Если бы нам в то время взяли опытного репетитора, и он провел бы с нами работу, которую не делали педагоги в школе, мы наверно учились бы не хуже других.

В Пятовске

В один из этих годов учения, точно не помню, когда именно, мы в первый раз поехали на лето в Пятовск, наше родовое гнездо. Тогда Киевская дорога еще не была построена, и мы ехали с Курского вокзала на Орел, там останавливались на пару дней у тетки Марьи – сестры матери, оттуда ехали до Брянска, пересаживались на Полесскую железную дорогу и ехали до станции Унеча, оттуда уже на лошадях до Пятовска двадцать пять верст.

Как мы ехали эти двадцать пять верст не помню. Помню меня удивило, что как свои, пятовские, так и чужие мужики при встрече с нами снимали шапки, говорили на непонятном русском языке и когда я обращался к ним, они не понимали. В этот первый приезд запомнил я только, что был дождь и оказалось, что большой дом протекает. На потолке в столовой было большое пятно в виде просвирки. Все суетились, подвозили возы с соломой и один из пятовцев, служивший у отца в Москве, в исступлении кидал охапки соломы на чердак, чтобы остановить воду.

В эти же годы второй раз я приехал в Пятовск при обстоятельствах для меня совершенно необыкновенных. Я учился во втором приготовительном классе и должен был быть по всем признакам оставлен на второй год. Было грустно, неловко и противно. И вдруг как-то утром меня зовут к отцу в кабинет, там мачеха и наш мельник из Пятовска. Не помню, что именно было сказано, но смысл был тот, что мальчику надо дать отдохнуть, учиться осталось недолго, поэтому, дескать, ты поедешь с мельником в Пятовск. Это было неожиданно и чудесно. Первое – что тут же, как по волшебству, я отделывался от школы, от Вертоградского, от «немца», «селедки» и всего нелюбимого окружения. Второе – то, что я поеду не с отцом или с мачехой, и даже не с кем-нибудь из домашних, а с мельником, которому я не подчинен. И, наконец, дорога, вагон, пересадки, а в Орле тетка Марья, муж тетки Марьи и дедушка Николай Максимович – все это было очень заманчиво, а на деле оказалось еще лучше.

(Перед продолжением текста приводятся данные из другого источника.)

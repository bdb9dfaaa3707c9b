//! In-memory collaborators for running interviews without a backend.
//!
//! `InMemoryStore` plays both the persistence API (last used set number)
//! and the submission endpoint. Completed or abandoned records update the
//! last used set of their survey, so consecutive sessions rotate through
//! the sets the same way they do against the real backend.
//!
//! # Example
//!
//! ```rust,ignore
//! use interview_flow::{InMemoryStore, InterviewSession, SessionOptions, InterviewMode};
//!
//! let store = InMemoryStore::new().with_last_set("tracker", 1);
//! let session = InterviewSession::start(
//!     survey,
//!     SessionOptions::new("sess-1", InterviewMode::Cati),
//!     None,
//!     &store,
//! )
//! .await?;
//! assert_eq!(session.set_number(), Some(2));
//! ```

use std::collections::HashMap;
use std::sync::{Mutex, PoisonError};

use async_trait::async_trait;

use crate::{CollaboratorError, SetNumberSource, SubmissionRecord, SubmissionSink};

/// A store that keeps everything in memory.
#[derive(Debug, Default)]
pub struct InMemoryStore {
    last_sets: Mutex<HashMap<String, u32>>,
    submissions: Mutex<Vec<SubmissionRecord>>,
    unavailable: bool,
}

impl InMemoryStore {
    /// Create a new empty store.
    pub fn new() -> Self {
        Self::default()
    }

    /// Pretend a previous interview of `survey_id` used `set_number`.
    pub fn with_last_set(self, survey_id: impl Into<String>, set_number: u32) -> Self {
        self.last_sets
            .lock()
            .unwrap_or_else(PoisonError::into_inner)
            .insert(survey_id.into(), set_number);
        self
    }

    /// Make every call fail as if the backend were unreachable.
    pub fn unavailable(mut self) -> Self {
        self.unavailable = true;
        self
    }

    /// All records received so far, in arrival order.
    pub fn submissions(&self) -> Vec<SubmissionRecord> {
        self.submissions
            .lock()
            .unwrap_or_else(PoisonError::into_inner)
            .clone()
    }

    /// Look up a stored record by session id.
    pub fn find(&self, session_id: &str) -> Option<SubmissionRecord> {
        self.submissions
            .lock()
            .unwrap_or_else(PoisonError::into_inner)
            .iter()
            .find(|record| record.session_id == session_id)
            .cloned()
    }

    fn ensure_available(&self) -> Result<(), CollaboratorError> {
        if self.unavailable {
            return Err(CollaboratorError::Unavailable("in-memory store offline".into()));
        }
        Ok(())
    }

    fn store(&self, record: &SubmissionRecord) -> Result<(), CollaboratorError> {
        self.ensure_available()?;
        if let Some(set_number) = record.set_number {
            self.last_sets
                .lock()
                .unwrap_or_else(PoisonError::into_inner)
                .insert(record.survey_id.clone(), set_number);
        }
        self.submissions
            .lock()
            .unwrap_or_else(PoisonError::into_inner)
            .push(record.clone());
        Ok(())
    }
}

#[async_trait]
impl SetNumberSource for InMemoryStore {
    async fn last_set_number(&self, survey_id: &str) -> Result<Option<u32>, CollaboratorError> {
        self.ensure_available()?;
        Ok(self
            .last_sets
            .lock()
            .unwrap_or_else(PoisonError::into_inner)
            .get(survey_id)
            .copied())
    }
}

#[async_trait]
impl SubmissionSink for InMemoryStore {
    async fn complete_interview(&self, record: &SubmissionRecord) -> Result<(), CollaboratorError> {
        self.store(record)
    }

    async fn abandon_interview(&self, record: &SubmissionRecord) -> Result<(), CollaboratorError> {
        self.store(record)
    }
}

#[cfg(test)]
mod tests {
    use super::*;

    #[tokio::test]
    async fn reports_last_set_per_survey() {
        let store = InMemoryStore::new().with_last_set("a", 3);
        assert_eq!(store.last_set_number("a").await.unwrap(), Some(3));
        assert_eq!(store.last_set_number("b").await.unwrap(), None);
    }

    #[tokio::test]
    async fn unavailable_store_fails_lookups() {
        let store = InMemoryStore::new().unavailable();
        let err = store.last_set_number("a").await.unwrap_err();
        assert!(err.is_unavailable());
    }
}
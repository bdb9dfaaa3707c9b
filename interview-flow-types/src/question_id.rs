use std::fmt;

use serde::{Deserialize, Serialize};

/// Identifier of a question within a survey, e.g. `"q_age"`.
///
/// Used as keys in `Responses` and as the target of a `Condition`.
/// Identifiers are compared exactly; no normalisation is applied.
#[derive(Clone, Debug, PartialEq, Eq, Hash, PartialOrd, Ord, Serialize, Deserialize)]
#[serde(transparent)]
pub struct QuestionId {
    id: String,
}

impl QuestionId {
    /// Create a new identifier.
    pub fn new(id: impl Into<String>) -> Self {
        Self { id: id.into() }
    }

    /// Get the identifier as a string slice.
    pub fn as_str(&self) -> &str {
        &self.id
    }

    /// Check if the identifier is empty.
    pub fn is_empty(&self) -> bool {
        self.id.trim().is_empty()
    }
}

impl fmt::Display for QuestionId {
    fn fmt(&self, f: &mut fmt::Formatter<'_>) -> fmt::Result {
        write!(f, "{}", self.id)
    }
}

impl From<&str> for QuestionId {
    fn from(s: &str) -> Self {
        Self::new(s)
    }
}

impl From<String> for QuestionId {
    fn from(s: String) -> Self {
        Self::new(s)
    }
}

impl From<&String> for QuestionId {
    fn from(s: &String) -> Self {
        Self::new(s.clone())
    }
}

impl From<&QuestionId> for QuestionId {
    fn from(id: &QuestionId) -> Self {
        id.clone()
    }
}

impl AsRef<str> for QuestionId {
    fn as_ref(&self) -> &str {
        &self.id
    }
}
//! Main Leapline struct and public API.

use std::path::Path;

use serde::{Deserialize, Serialize};
use tracing::info;

use crate::error::Result;
use crate::input::{Parser, ParserConfig, SourceMetadata};
use crate::normalize::{NormalizeOptions, Normalizer};
use crate::sample::SampleRange;
use crate::table::{LeapTable, RawTable};

/// Configuration for a Leapline pipeline.
#[derive(Debug, Clone, Default)]
pub struct LeaplineConfig {
    /// Parser configuration.
    pub parser: ParserConfig,
    /// Normalizer options.
    pub normalize: NormalizeOptions,
    /// Year range used when no file is supplied.
    pub sample: SampleRange,
}

/// Where a canonical table came from.
#[derive(Debug, Clone, Serialize, Deserialize)]
#[serde(tag = "kind", rename_all = "snake_case")]
pub enum DataOrigin {
    /// Loaded from a file.
    File(SourceMetadata),
    /// Generated from the built-in sample range.
    Sample { start: i64, end: i64 },
}

/// A canonical table with its origin.
#[derive(Debug, Clone, Serialize, Deserialize)]
pub struct LoadResult {
    pub origin: DataOrigin,
    pub table: LeapTable,
}

/// Loads, generates and normalizes leap year tables.
pub struct Leapline {
    config: LeaplineConfig,
    parser: Parser,
    normalizer: Normalizer,
}

impl Leapline {
    /// Create a pipeline with default configuration.
    pub fn new() -> Self {
        Self::with_config(LeaplineConfig::default())
    }

    /// Create a pipeline with custom configuration.
    pub fn with_config(config: LeaplineConfig) -> Self {
        let parser = Parser::with_config(config.parser.clone());
        let normalizer = Normalizer::with_options(config.normalize);

        Self {
            config,
            parser,
            normalizer,
        }
    }

    /// Use a different sample range.
    pub fn with_sample_range(mut self, range: SampleRange) -> Self {
        self.config.sample = range;
        self
    }

    /// Use different normalizer options.
    pub fn with_normalize_options(mut self, options: NormalizeOptions) -> Self {
        self.config.normalize = options;
        self.normalizer = Normalizer::with_options(options);
        self
    }

    pub fn config(&self) -> &LeaplineConfig {
        &self.config
    }

    /// Normalize a raw table.
    pub fn normalize(&self, raw: &RawTable) -> Result<LeapTable> {
        self.normalizer.normalize(raw)
    }

    /// Generate the configured sample table.
    pub fn sample(&self) -> LoadResult {
        let SampleRange { start, end } = self.config.sample;
        info!(start, end, "using built-in sample dataset");
        LoadResult {
            origin: DataOrigin::Sample { start, end },
            table: self.config.sample.generate(),
        }
    }

    /// Parse and normalize a delimited file.
    pub fn load(&self, path: impl AsRef<Path>) -> Result<LoadResult> {
        let (raw, source) = self.parser.parse_file(path)?;
        let table = self.normalizer.normalize(&raw)?;
        Ok(LoadResult {
            origin: DataOrigin::File(source),
            table,
        })
    }

    /// Load a file when one is given, otherwise fall back to the sample.
    pub fn load_or_sample(&self, path: Option<&Path>) -> Result<LoadResult> {
        match path {
            Some(p) => self.load(p),
            None => Ok(self.sample()),
        }
    }
}

impl Default for Leapline {
    fn default() -> Self {
        Self::new()
    }
}

#[cfg(test)]
mod tests {
    use super::*;
    use std::io::Write;
    use tempfile::NamedTempFile;

    fn create_test_file(content: &str) -> NamedTempFile {
        let mut file = NamedTempFile::new().unwrap();
        file.write_all(content.as_bytes()).unwrap();
        file
    }

    #[test]
    fn test_load_csv() {
        let file = create_test_file("YEAR,Is_Leap_Year\n2000,True\n2001,False\n");

        let result = Leapline::new().load(file.path()).unwrap();
        assert_eq!(result.table.len(), 2);
        assert!(result.table.records[0].is_leap_year);
        match result.origin {
            DataOrigin::File(source) => {
                assert_eq!(source.row_count, 2);
                assert_eq!(source.format, "csv");
                assert!(source.hash.starts_with("sha256:"));
            }
            other => panic!("expected file origin, got {other:?}"),
        }
    }

    #[test]
    fn test_load_or_sample_without_path() {
        let pipeline = Leapline::new().with_sample_range(SampleRange::new(2000, 2009));
        let result = pipeline.load_or_sample(None).unwrap();
        assert_eq!(result.table.len(), 10);
        assert!(matches!(
            result.origin,
            DataOrigin::Sample { start: 2000, end: 2009 }
        ));
    }

    #[test]
    fn test_load_missing_file() {
        let err = Leapline::new().load("/nonexistent/leap_years.csv").unwrap_err();
        assert!(matches!(err, crate::LeaplineError::Io { .. }));
    }

    #[test]
    fn test_load_schema_error() {
        let file = create_test_file("id,label\n1,a\n");
        let err = Leapline::new().load(file.path()).unwrap_err();
        assert!(err.is_schema_error());
    }
}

На дорогу отец и мачеха дали мне по рублю – это было два рубля, то есть такая сумма, что мне до того даже не снилось. Когда мы сели в вагон на Курском вокзале, по вагону проходил нищий под видом пассажира, у которого только что вытащили деньги, и он просил пассажиров помочь ему и его семье купить билеты. Мне показалось, что в моей власти осчастливить этого человека, но я воздержался и два рубля остались у меня.

В Орле мы, как всегда, прожили несколько дней у тетки. И тетка, и дядя за нами ухаживали и побывать у них было громадным удовольствием. Дядя повел меня в табачный магазин, где торговали кое-какой галантереей и там купил мне за два рубля сорок копеек кожаное портмоне со многими отделениями.

Всем хозяйством в Пятовске в то время и позднее до 1904 года ведала наша экономка Дарья Николаевна, жившая в доме еще девочкой, воспитанницей тетушек Софьи Николаевны и Елизаветы Николаевны. Они звали ее Дашенькой.

Мы приехали перед Пасхой. В усадьбе из нашей семьи, то есть из семьи отца никого не было, и официально усадьба была пуста. Но так как приехал я, несомненный представитель этой семьи, то Дашенька протопила большой дом, меня поселила в одной из спален и повела дело так, как будто хозяева живут в усадьбе. Я был в тот приезд единственным представителем нашей династии, все почести сыпались на мою голову, что было очень почетно, но иногда стеснительно. В церкви я стоял на первом месте слева у алтаря, и не я сам становился туда, а меня выдвигали. К причастию меня пускали первым, после обедни выносили просфору и подавали ее мне, как, вероятно, было заведено моим дедом и прадедом. На пасху в дом пришел батюшка с причтом, служили молебен и разговлялись у пасхального стола. Всей церемонии командовала Дашенька, но на первом месте стоял я.